From the spring selloff to the recent record-setting rebound for stocks, it has been a dizzying six months for Wall Street. The sharp swings have many checking their 401k balances more than usual. We are stretching your dollar with what you can be doing to maximize your savings.
2020 has been a rollercoaster ride for Wall Street, and likely, your retirement accounts. It’s why the Motley Fool recently mapped out how to maximize the value of your 401k and five mistakes to avoid.
First and foremost, make sure you’re contributing to the account — always. Taking a break, even for a few months, reduces the time you have to save and grow the money before retirement.
Make sure you’re contributing as much as needed to get your full employer match. Every dollar your company puts in is a dollar less you have to contribute.

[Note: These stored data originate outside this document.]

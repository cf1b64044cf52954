use crate::handlers;
use axum::{routing::get, Json, Router};
use utoipa::OpenApi;

#[derive(OpenApi)]
#[openapi(
    info(
        title = "Beverage CMS API",
        version = "0.1.0",
        description = r#"
Back-office and website API for a beverage distributor.

## Authentication

CMS endpoints under `/api/cms` require the session cookie issued by
`POST /api/auth/login`. The cookie is `HttpOnly`; browsers send it
automatically, other clients must echo it in the `Cookie` header.

## Pagination

List endpoints accept `page` (default 1) and `per_page` (default 20, max 100)
and answer with `{ data, pagination: { page, per_page, total, total_pages } }`.

## Exports

`/api/cms/export/*` take the same filters as the list endpoints plus
`format=pdf|excel` and `detail=true|false`, and return a file download.
"#
    ),
    tags(
        (name = "auth", description = "Session login and logout"),
        (name = "customers", description = "Customer management"),
        (name = "products", description = "Product catalog management"),
        (name = "orders", description = "Order requests"),
        (name = "activity", description = "User activity log"),
        (name = "users", description = "Back-office accounts (admin only)"),
        (name = "export", description = "PDF and Excel documents"),
        (name = "public", description = "Website endpoints, no session required"),
        (name = "health", description = "Health check")
    ),
    paths(
        handlers::auth::login,
        handlers::auth::logout,
        handlers::auth::session,

        handlers::customers::list_customers,
        handlers::customers::business_types,
        handlers::customers::get_customer,
        handlers::customers::create_customer,
        handlers::customers::update_customer,
        handlers::customers::delete_customer,

        handlers::products::list_products,
        handlers::products::categories,
        handlers::products::get_product,
        handlers::products::create_product,
        handlers::products::update_product,
        handlers::products::delete_product,

        handlers::orders::list_orders,
        handlers::orders::get_order,
        handlers::orders::create_order,
        handlers::orders::update_order_status,
        handlers::orders::delete_order,

        handlers::activity_logs::list_logs,

        handlers::users::list_users,
        handlers::users::get_user,
        handlers::users::create_user,
        handlers::users::update_user,

        handlers::exports::export_customers,
        handlers::exports::export_products,
        handlers::exports::export_orders,
        handlers::exports::export_order,

        handlers::public::list_products,
        handlers::public::business_types,
        handlers::public::submit_request,

        handlers::health::health,
    ),
    components(
        schemas(
            handlers::common::PaginationMeta,
            handlers::common::OptionItem,
            crate::errors::ErrorResponse
        )
    )
)]
pub struct ApiDoc;

/// Serves the generated document at `/api-docs/openapi.json`
pub fn openapi_routes<S>() -> Router<S>
where
    S: Clone + Send + Sync + 'static,
{
    Router::new().route(
        "/api-docs/openapi.json",
        get(|| async { Json(ApiDoc::openapi()) }),
    )
}

#[cfg(test)]
mod tests {
    use super::*;

    #[test]
    fn document_lists_cms_and_public_paths() {
        let doc = ApiDoc::openapi();
        let paths = &doc.paths.paths;
        assert!(paths.contains_key("/api/auth/login"));
        assert!(paths.contains_key("/api/cms/customers/{id}"));
        assert!(paths.contains_key("/api/cms/export/orders/{id}"));
        assert!(paths.contains_key("/api/public/requests"));
    }
}
use std::{net::SocketAddr, sync::Arc};

use anyhow::Context;
use clap::{Args, Parser, Subcommand};
use tokio::signal;
use tower_http::cors::CorsLayer;
use tracing::{error, info, warn};

use beverage_cms as app;

#[derive(Parser)]
#[command(name = "beverage-cms", about = "Beverage distribution CMS server", version)]
struct Cli {
    #[command(subcommand)]
    command: Option<Command>,
}

#[derive(Subcommand)]
enum Command {
    /// Run the HTTP server (default)
    Serve,
    /// Apply pending database migrations and exit
    Migrate,
    /// Create an admin account unless the email is already registered
    CreateAdmin(CreateAdminArgs),
}

#[derive(Args)]
struct CreateAdminArgs {
    #[arg(long)]
    email: String,
    #[arg(long, default_value = "Administrator")]
    name: String,
    #[arg(long)]
    password: String,
}

#[tokio::main]
async fn main() -> anyhow::Result<()> {
    let cli = Cli::parse();
    let cfg = app::config::load_config().context("failed to load configuration")?;
    app::config::init_tracing(cfg.log_level(), cfg.log_json);

    let db_pool = app::db::establish_connection_from_app_config(&cfg)
        .await
        .context("failed to connect to the database")?;

    match cli.command.unwrap_or(Command::Serve) {
        Command::Migrate => {
            app::db::run_migrations(&db_pool)
                .await
                .context("failed running migrations")?;
            info!("Migrations applied");
            Ok(())
        }
        Command::CreateAdmin(args) => {
            app::db::run_migrations(&db_pool)
                .await
                .context("failed running migrations")?;
            let users = app::services::users::UserService::new(Arc::new(db_pool));
            let created = users
                .ensure_admin(&args.email, &args.name, &args.password)
                .await
                .context("failed to create admin user")?;
            if created {
                info!(email = %args.email, "Admin user created");
            } else {
                info!(email = %args.email, "A user with this email already exists; nothing changed");
            }
            Ok(())
        }
        Command::Serve => serve(cfg, db_pool).await,
    }
}

async fn serve(cfg: app::config::AppConfig, db_pool: app::db::DbPool) -> anyhow::Result<()> {
    if cfg.auto_migrate {
        app::db::run_migrations(&db_pool).await.map_err(|e| {
            error!("Failed running migrations: {}", e);
            e
        })?;
    }

    let cors: CorsLayer = app::cors_layer(&cfg).map_err(|e| {
        error!("{}", e);
        anyhow::anyhow!(e.to_string())
    })?;

    let app_state = app::AppState::new(Arc::new(db_pool), cfg.clone());

    if let Some((email, password, name)) = cfg.bootstrap_admin() {
        match app_state.services.users.ensure_admin(email, name, password).await {
            Ok(true) => info!(email, "Bootstrap admin created"),
            Ok(false) => {}
            Err(e) => warn!(error = %e, "Failed to create bootstrap admin"),
        }
    }

    let router = app::build_router(app_state).layer(cors);

    let addr: SocketAddr = format!("{}:{}", cfg.host, cfg.port)
        .parse()
        .with_context(|| format!("invalid listen address {}:{}", cfg.host, cfg.port))?;
    info!("beverage-cms listening on http://{}", addr);
    let listener = tokio::net::TcpListener::bind(addr).await?;
    axum::serve(
        listener,
        router.into_make_service_with_connect_info::<SocketAddr>(),
    )
    .with_graceful_shutdown(shutdown_signal())
    .await?;
    Ok(())
}

async fn shutdown_signal() {
    let ctrl_c = async {
        if let Err(e) = signal::ctrl_c().await {
            error!("failed to install Ctrl+C handler: {}", e);
            std::future::pending::<()>().await;
        }
    };

    #[cfg(unix)]
    let terminate = async {
        use tokio::signal::unix::{signal, SignalKind};
        match signal(SignalKind::terminate()) {
            Ok(mut sigterm) => {
                sigterm.recv().await;
            }
            Err(e) => {
                error!("failed to install SIGTERM handler: {}", e);
                std::future::pending::<()>().await;
            }
        }
    };

    #[cfg(not(unix))]
    let terminate = std::future::pending::<()>();

    tokio::select! {
        _ = ctrl_c => {},
        _ = terminate => {},
    }
    info!("Shutdown signal received");
}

Double-check the vesting schedule — that’s simply the timetable for when the funds are fully yours to keep if you leave the company. Some employers offer immediate vesting, others have accounts that vest over a period of time.
Try to avoid withdrawals or loans from your 401k — that slows its growth and forces you to have to save more down the road.
Keep an eye on the fees you’re paying. They come directly out of the account so you may not see a bill for them to know exactly what you’re being charged. If possible, try not to pay more than 1% of your assets in fees annually — it may slow the growth of your savings.